US Home Prices Refuse To Cool

The annual pace of US home price appreciation hit a new record in April, according to one key gauge, even as the monthly pace of gains slowed, data out Tuesday showed.

A 21.23% YoY increase on the S&P/Case-Shiller 20-city index marked a fresh all-time high (figure below). The prior month’s 12-month rise was 21.15%.

The national gauge, meanwhile, rose 20.39% on a 12-month basis, marginally cooler than March’s pace.

Monthly price appreciation decelerated to 1.77% on the 20-city index and 1.5% on the national gauge, down from 2.4% and 2.1%, respectively.

Despite the blockbuster YoY readings, nuance is becoming more important. Craig Lazzara, managing director at S&P Dow Jones Indices, described “initial” but “inconsistent” evidence to support the contention that home price growth is decelerating. “In contrast with the past five months, when prices in most cities accelerated, in April only nine cities saw prices rise faster than they had done in March,” he said.

Separately, FHFA data showed home prices rose 18.8% YoY in April and 1.6% MoM (figure below). The monthly pace was brisker than anticipated.

“House price appreciation continues to remain elevated in April,” Will Doerner, FHFA’s supervisory economist said Tuesday.

Doerner pointed to low inventories, which “continued to keep upward pressure on sales prices.” So far, anyway, higher mortgage rates have proven insufficient to offset demand. Or at least to offset enough demand “to deter strong price gains,” as the government put it.

Maybe it’s time to ban (or severely limit) investor activity in the single-family housing market. Investors are generally immune to higher financing costs given they pay cash. The Fed has a shelter inflation problem (figure below) and if raising rates and letting MBS roll off the balance sheet doesn’t work to cool prices, they’ll have to consider active MBS sales.

Tough macroprudential measures, either at the national or local level, could help. With apologies, investors don’t need to own any more single-family homes.

Tuesday’s price figures came on the heels of upside surprises for both new and pending home sales.

If the Fed wants to engineer a housing correction, Jerome Powell needs to try a little harder.
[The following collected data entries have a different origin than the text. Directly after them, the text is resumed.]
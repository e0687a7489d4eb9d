use std::sync::atomic::Ordering;

use plume_protocol::{ControlBlock, ReaderState, WriterState, CONTROL_BYTES};
use plume_shmem::{sem, Mapping, Region};

use crate::TransportError;

/// Both sides' view of the shared control region.
///
/// Owns the region handle and a writable mapping for the lifetime of the
/// connection; the [`ControlBlock`] overlay is re-derived per access so no
/// self-referential borrow is held.
pub struct ControlRegion {
    region: Region,
    map: Mapping,
}

impl ControlRegion {
    /// Producer side: create and initialize a fresh control region.
    pub fn create() -> Result<ControlRegion, TransportError> {
        let size = CONTROL_BYTES.max(plume_shmem::allocation_granularity()) as u64;
        let region = Region::create(size)?;
        let map = region.map()?;
        let this = ControlRegion { region, map };
        this.block().init();
        Ok(this)
    }

    /// Consumer side: map and validate a received control region.
    pub fn open(region: Region) -> Result<ControlRegion, TransportError> {
        if (region.size() as usize) < CONTROL_BYTES {
            return Err(TransportError::Protocol("control region too small"));
        }
        let map = region.map()?;
        let this = ControlRegion { region, map };
        this.block().validate()?;
        Ok(this)
    }

    /// Duplicate the region handle for the peer process.
    pub fn share(&self) -> Result<Region, TransportError> {
        Ok(self.region.try_clone()?)
    }

    pub fn block(&self) -> &ControlBlock {
        // SAFETY: map is a live writable mapping of at least CONTROL_BYTES,
        // page-aligned, held for as long as self.
        unsafe { ControlBlock::from_ptr(self.map.as_ptr()) }
    }

    /// Wake the reader if (and only if) it is exactly `Waiting`.
    ///
    /// A reader in `AboutToWait` is mid-decision and re-checks the event
    /// count itself; forcing it would race its own transition.
    pub fn signal_reader(&self) {
        let block = self.block();
        if block
            .reader_state
            .compare_exchange(
                ReaderState::Waiting as u8,
                ReaderState::Processing as u8,
                Ordering::SeqCst,
                Ordering::SeqCst,
            )
            .is_ok()
        {
            sem::post(&block.reader_sem);
        }
    }

    /// Wake the writer if (and only if) it is exactly `Waiting`. Same
    /// AboutToWait rule as [`signal_reader`](Self::signal_reader).
    pub fn signal_writer(&self) {
        let block = self.block();
        if block
            .writer_state
            .compare_exchange(
                WriterState::Waiting as u8,
                WriterState::Processing as u8,
                Ordering::SeqCst,
                Ordering::SeqCst,
            )
            .is_ok()
        {
            sem::post(&block.writer_sem);
        }
    }

    /// Idempotent teardown: set the closed flag first, then wake both sides
    /// so any blocking wait re-checks it.
    pub fn close(&self) {
        let block = self.block();
        block.closed.store(1, Ordering::SeqCst);
        sem::post(&block.reader_sem);
        sem::post(&block.writer_sem);
    }
}

#[cfg(test)]
mod tests {
    use super::*;

    #[test]
    fn create_then_open_validates() {
        let control = ControlRegion::create().unwrap();
        let peer = ControlRegion::open(control.share().unwrap()).unwrap();
        assert_eq!(peer.block().pending(), 0);
        assert!(!peer.block().is_closed());
    }

    #[test]
    fn signal_reader_only_when_waiting() {
        let control = ControlRegion::create().unwrap();
        let block = control.block();

        // Processing: no wake, no semaphore count.
        control.signal_reader();
        assert!(!sem::try_acquire(&block.reader_sem));
        assert_eq!(block.reader_state(), Some(ReaderState::Processing));

        // AboutToWait: left alone.
        block
            .reader_state
            .store(ReaderState::AboutToWait as u8, Ordering::SeqCst);
        control.signal_reader();
        assert!(!sem::try_acquire(&block.reader_sem));
        assert_eq!(block.reader_state(), Some(ReaderState::AboutToWait));

        // Waiting: exactly one post, state moves to Processing.
        block
            .reader_state
            .store(ReaderState::Waiting as u8, Ordering::SeqCst);
        control.signal_reader();
        assert_eq!(block.reader_state(), Some(ReaderState::Processing));
        assert!(sem::try_acquire(&block.reader_sem));
        assert!(!sem::try_acquire(&block.reader_sem));
    }

    #[test]
    fn close_is_idempotent_and_wakes_both() {
        let control = ControlRegion::create().unwrap();
        control.close();
        control.close();
        let block = control.block();
        assert!(block.is_closed());
        assert!(sem::try_acquire(&block.reader_sem));
        assert!(sem::try_acquire(&block.writer_sem));
    }
}
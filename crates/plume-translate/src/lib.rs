//! Consumer-side translation of the plume command stream, plus the
//! producer-facing recorder.
//!
//! The [`Translator`] drains a [`plume_stream::StreamReader`], dispatches
//! records to a [`CommandExecutor`], and keeps the [`ResourceTable`]
//! consistent, including best-effort rehoming after device loss. The
//! [`TranslatorWorker`] wraps it in the typed task queue the embedder's
//! event loop drives. On the producer side, [`Recorder`] is the whole API
//! surface the enclosing application sees.

mod executor;
mod recorder;
mod recovery;
mod resources;
mod translator;

pub use executor::{CommandExecutor, ExecutorError, NullExecutor, SoftwareExecutor};
pub use recorder::{Recorder, ResumeHook};
pub use recovery::{ContextRegistry, SharedContext};
pub use resources::{ResourceEntry, ResourceError, ResourceTable, TableOp};
pub use translator::{TranslateError, TranslateTask, Translator, TranslatorWorker};
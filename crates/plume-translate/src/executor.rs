//! The boundary between translation and actual rasterization.
//!
//! The translator never inspects pixel contents itself (except to copy
//! between a lost surface and its fallback); everything visual goes through
//! [`CommandExecutor`]. Production embeds a hardware-backed implementation;
//! [`SoftwareExecutor`] is the in-memory fallback and the reference for the
//! expected semantics.

use std::collections::HashMap;

use plume_protocol::{DrawOp, LockMode, OwnerId, SurfaceDesc};

#[derive(Debug, thiserror::Error)]
pub enum ExecutorError {
    /// The execution device was lost; the translator attempts rehoming.
    #[error("execution device lost")]
    DeviceLost,

    /// Surface storage could not be allocated.
    #[error("surface allocation failed")]
    Exhausted,

    /// The operation referenced an owner id the executor does not know.
    #[error("unknown surface {0}")]
    UnknownSurface(OwnerId),

    /// Blit source bytes missing or shorter than the blit rectangle.
    #[error("invalid blit source")]
    InvalidBlit,
}

/// Consumer-side execution backend.
///
/// One instance per connection. Implementations must tolerate calls in
/// exactly append order and nothing else; the translator guarantees a
/// surface is created before it is locked, drawn to, presented or
/// destroyed.
pub trait CommandExecutor: Send {
    fn create_surface(&mut self, owner: OwnerId, desc: &SurfaceDesc) -> Result<(), ExecutorError>;

    /// Returns false if the lock cannot be granted.
    fn lock(&mut self, owner: OwnerId, mode: LockMode) -> bool;

    fn unlock(&mut self, owner: OwnerId);

    /// `pixels` carries the blit source bytes for [`DrawOp::BlitPixels`],
    /// `None` for the other operations.
    fn draw(&mut self, owner: OwnerId, op: &DrawOp, pixels: Option<&[u8]>)
        -> Result<(), ExecutorError>;

    /// Returns false if presentation failed (commonly device loss).
    fn present(&mut self, owner: OwnerId, output: u32) -> bool;

    fn destroy(&mut self, owner: OwnerId);

    /// Last-known surface contents, if the backend can produce them.
    fn snapshot(&mut self, owner: OwnerId) -> Option<Vec<u8>>;

    /// Recreate a surface from a snapshot after rehoming.
    fn restore(
        &mut self,
        owner: OwnerId,
        desc: &SurfaceDesc,
        pixels: &[u8],
    ) -> Result<(), ExecutorError>;

    /// Poll for device loss detected outside an explicit error return.
    fn device_lost(&self) -> bool;

    /// Bind to a freshly (re)created execution context after device loss.
    fn reset_device(&mut self);
}

/// Discards every operation. Used when the accelerated path is configured
/// off but the protocol must still be drained.
#[derive(Debug, Default)]
pub struct NullExecutor;

impl CommandExecutor for NullExecutor {
    fn create_surface(&mut self, _owner: OwnerId, _desc: &SurfaceDesc) -> Result<(), ExecutorError> {
        Ok(())
    }

    fn lock(&mut self, _owner: OwnerId, _mode: LockMode) -> bool {
        true
    }

    fn unlock(&mut self, _owner: OwnerId) {}

    fn draw(
        &mut self,
        _owner: OwnerId,
        _op: &DrawOp,
        _pixels: Option<&[u8]>,
    ) -> Result<(), ExecutorError> {
        Ok(())
    }

    fn present(&mut self, _owner: OwnerId, _output: u32) -> bool {
        true
    }

    fn destroy(&mut self, _owner: OwnerId) {}

    fn snapshot(&mut self, _owner: OwnerId) -> Option<Vec<u8>> {
        None
    }

    fn restore(
        &mut self,
        _owner: OwnerId,
        _desc: &SurfaceDesc,
        _pixels: &[u8],
    ) -> Result<(), ExecutorError> {
        Ok(())
    }

    fn device_lost(&self) -> bool {
        false
    }

    fn reset_device(&mut self) {}
}

struct SoftSurface {
    desc: SurfaceDesc,
    /// 4 bytes per pixel, row-major.
    pixels: Vec<u8>,
    locked: bool,
}

/// In-memory software rasterizer.
///
/// Also the test double for device loss: [`SoftwareExecutor::inject_device_loss`]
/// drops every surface's storage the way a real context loss would.
#[derive(Default)]
pub struct SoftwareExecutor {
    surfaces: HashMap<OwnerId, SoftSurface>,
    lost: bool,
    presented: Vec<(OwnerId, u32)>,
}

impl SoftwareExecutor {
    pub fn new() -> SoftwareExecutor {
        SoftwareExecutor::default()
    }

    /// Simulate a context loss: surfaces lose their backing storage.
    pub fn inject_device_loss(&mut self) {
        self.lost = true;
        self.surfaces.clear();
    }

    pub fn surface_count(&self) -> usize {
        self.surfaces.len()
    }

    /// Pixel readback for tests and lost-surface copying.
    pub fn pixels(&self, owner: OwnerId) -> Option<&[u8]> {
        self.surfaces.get(&owner).map(|s| s.pixels.as_slice())
    }

    pub fn presented(&self) -> &[(OwnerId, u32)] {
        &self.presented
    }

    fn surface_mut(&mut self, owner: OwnerId) -> Result<&mut SoftSurface, ExecutorError> {
        self.surfaces
            .get_mut(&owner)
            .ok_or(ExecutorError::UnknownSurface(owner))
    }
}

fn put_pixel(surface: &mut SoftSurface, x: i32, y: i32, color: u32) {
    if x < 0 || y < 0 || x as u32 >= surface.desc.width || y as u32 >= surface.desc.height {
        return;
    }
    let idx = (y as usize * surface.desc.width as usize + x as usize) * 4;
    surface.pixels[idx..idx + 4].copy_from_slice(&color.to_le_bytes());
}

impl CommandExecutor for SoftwareExecutor {
    fn create_surface(&mut self, owner: OwnerId, desc: &SurfaceDesc) -> Result<(), ExecutorError> {
        if self.lost {
            return Err(ExecutorError::DeviceLost);
        }
        let bytes = desc
            .width
            .checked_mul(desc.height)
            .and_then(|px| px.checked_mul(4))
            .ok_or(ExecutorError::Exhausted)? as usize;
        self.surfaces.insert(
            owner,
            SoftSurface {
                desc: *desc,
                pixels: vec![0u8; bytes],
                locked: false,
            },
        );
        Ok(())
    }

    fn lock(&mut self, owner: OwnerId, _mode: LockMode) -> bool {
        match self.surfaces.get_mut(&owner) {
            Some(surface) if !surface.locked => {
                surface.locked = true;
                true
            }
            _ => false,
        }
    }

    fn unlock(&mut self, owner: OwnerId) {
        if let Some(surface) = self.surfaces.get_mut(&owner) {
            surface.locked = false;
        }
    }

    fn draw(
        &mut self,
        owner: OwnerId,
        op: &DrawOp,
        pixels: Option<&[u8]>,
    ) -> Result<(), ExecutorError> {
        if self.lost {
            return Err(ExecutorError::DeviceLost);
        }
        let surface = self.surface_mut(owner)?;
        match *op {
            DrawOp::FillRect {
                x,
                y,
                width,
                height,
                color,
            } => {
                for dy in 0..height as i32 {
                    for dx in 0..width as i32 {
                        put_pixel(surface, x + dx, y + dy, color);
                    }
                }
            }
            DrawOp::StrokeLine {
                x0,
                y0,
                x1,
                y1,
                color,
                thickness: _,
            } => {
                // Bresenham, single-pixel thickness.
                let (mut x, mut y) = (x0, y0);
                let dx = (x1 - x0).abs();
                let dy = -(y1 - y0).abs();
                let sx = if x0 < x1 { 1 } else { -1 };
                let sy = if y0 < y1 { 1 } else { -1 };
                let mut err = dx + dy;
                loop {
                    put_pixel(surface, x, y, color);
                    if x == x1 && y == y1 {
                        break;
                    }
                    let e2 = 2 * err;
                    if e2 >= dy {
                        err += dy;
                        x += sx;
                    }
                    if e2 <= dx {
                        err += dx;
                        y += sy;
                    }
                }
            }
            DrawOp::BlitPixels {
                x,
                y,
                width,
                height,
                ..
            } => {
                let src = pixels.ok_or(ExecutorError::InvalidBlit)?;
                let row_bytes = width as usize * 4;
                if src.len() < height as usize * row_bytes {
                    return Err(ExecutorError::InvalidBlit);
                }
                for dy in 0..height as usize {
                    let row = &src[dy * row_bytes..(dy + 1) * row_bytes];
                    for dx in 0..width as usize {
                        let color = u32::from_le_bytes([
                            row[dx * 4],
                            row[dx * 4 + 1],
                            row[dx * 4 + 2],
                            row[dx * 4 + 3],
                        ]);
                        put_pixel(surface, x + dx as i32, y + dy as i32, color);
                    }
                }
            }
        }
        Ok(())
    }

    fn present(&mut self, owner: OwnerId, output: u32) -> bool {
        if self.lost || !self.surfaces.contains_key(&owner) {
            return false;
        }
        self.presented.push((owner, output));
        true
    }

    fn destroy(&mut self, owner: OwnerId) {
        self.surfaces.remove(&owner);
    }

    fn snapshot(&mut self, owner: OwnerId) -> Option<Vec<u8>> {
        self.surfaces.get(&owner).map(|s| s.pixels.clone())
    }

    fn restore(
        &mut self,
        owner: OwnerId,
        desc: &SurfaceDesc,
        pixels: &[u8],
    ) -> Result<(), ExecutorError> {
        if self.lost {
            return Err(ExecutorError::DeviceLost);
        }
        self.create_surface(owner, desc)?;
        let surface = self.surface_mut(owner)?;
        let len = surface.pixels.len().min(pixels.len());
        surface.pixels[..len].copy_from_slice(&pixels[..len]);
        Ok(())
    }

    fn device_lost(&self) -> bool {
        self.lost
    }

    fn reset_device(&mut self) {
        self.lost = false;
    }
}

#[cfg(test)]
mod tests {
    use super::*;
    use plume_protocol::{SurfaceFormat, SurfaceUsage};

    fn desc(w: u32, h: u32) -> SurfaceDesc {
        SurfaceDesc {
            width: w,
            height: h,
            format: SurfaceFormat::Bgra8,
            usage: SurfaceUsage::DISPLAY,
        }
    }

    #[test]
    fn fill_rect_writes_pixels() {
        let mut exec = SoftwareExecutor::new();
        exec.create_surface(1, &desc(4, 4)).unwrap();
        exec.draw(
            1,
            &DrawOp::FillRect {
                x: 1,
                y: 1,
                width: 2,
                height: 2,
                color: 0xff00_00ff,
            },
            None,
        )
        .unwrap();
        let pixels = exec.pixels(1).unwrap();
        // (0,0) untouched, (1,1) filled.
        assert_eq!(&pixels[0..4], &[0, 0, 0, 0]);
        let idx = (1 * 4 + 1) * 4;
        assert_eq!(&pixels[idx..idx + 4], &0xff00_00ffu32.to_le_bytes());
    }

    #[test]
    fn double_lock_is_refused() {
        let mut exec = SoftwareExecutor::new();
        exec.create_surface(1, &desc(2, 2)).unwrap();
        assert!(exec.lock(1, LockMode::ReadWrite));
        assert!(!exec.lock(1, LockMode::ReadOnly));
        exec.unlock(1);
        assert!(exec.lock(1, LockMode::ReadOnly));
    }

    #[test]
    fn device_loss_drops_surfaces_until_reset() {
        let mut exec = SoftwareExecutor::new();
        exec.create_surface(1, &desc(2, 2)).unwrap();
        exec.inject_device_loss();
        assert!(exec.device_lost());
        assert_eq!(exec.surface_count(), 0);
        assert!(matches!(
            exec.create_surface(2, &desc(2, 2)),
            Err(ExecutorError::DeviceLost)
        ));
        exec.reset_device();
        exec.create_surface(2, &desc(2, 2)).unwrap();
    }

    #[test]
    fn snapshot_then_restore_round_trips() {
        let mut exec = SoftwareExecutor::new();
        let d = desc(2, 2);
        exec.create_surface(1, &d).unwrap();
        exec.draw(
            1,
            &DrawOp::FillRect {
                x: 0,
                y: 0,
                width: 2,
                height: 2,
                color: 0x1234_5678,
            },
            None,
        )
        .unwrap();
        let snap = exec.snapshot(1).unwrap();
        exec.destroy(1);
        exec.restore(1, &d, &snap).unwrap();
        assert_eq!(exec.pixels(1).unwrap(), snap.as_slice());
    }
}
Apparently, facilitating the most dramatic increase in mortgage rates since the 80s isn’t enough.

The home price indexes are reported on a two-month delay. Evidence of price cuts and other seller concessions in locales where the market was especially hot is piling up. Given that, one would expect to see the pace of price gains moderate starting with May’s figures, due this time next month.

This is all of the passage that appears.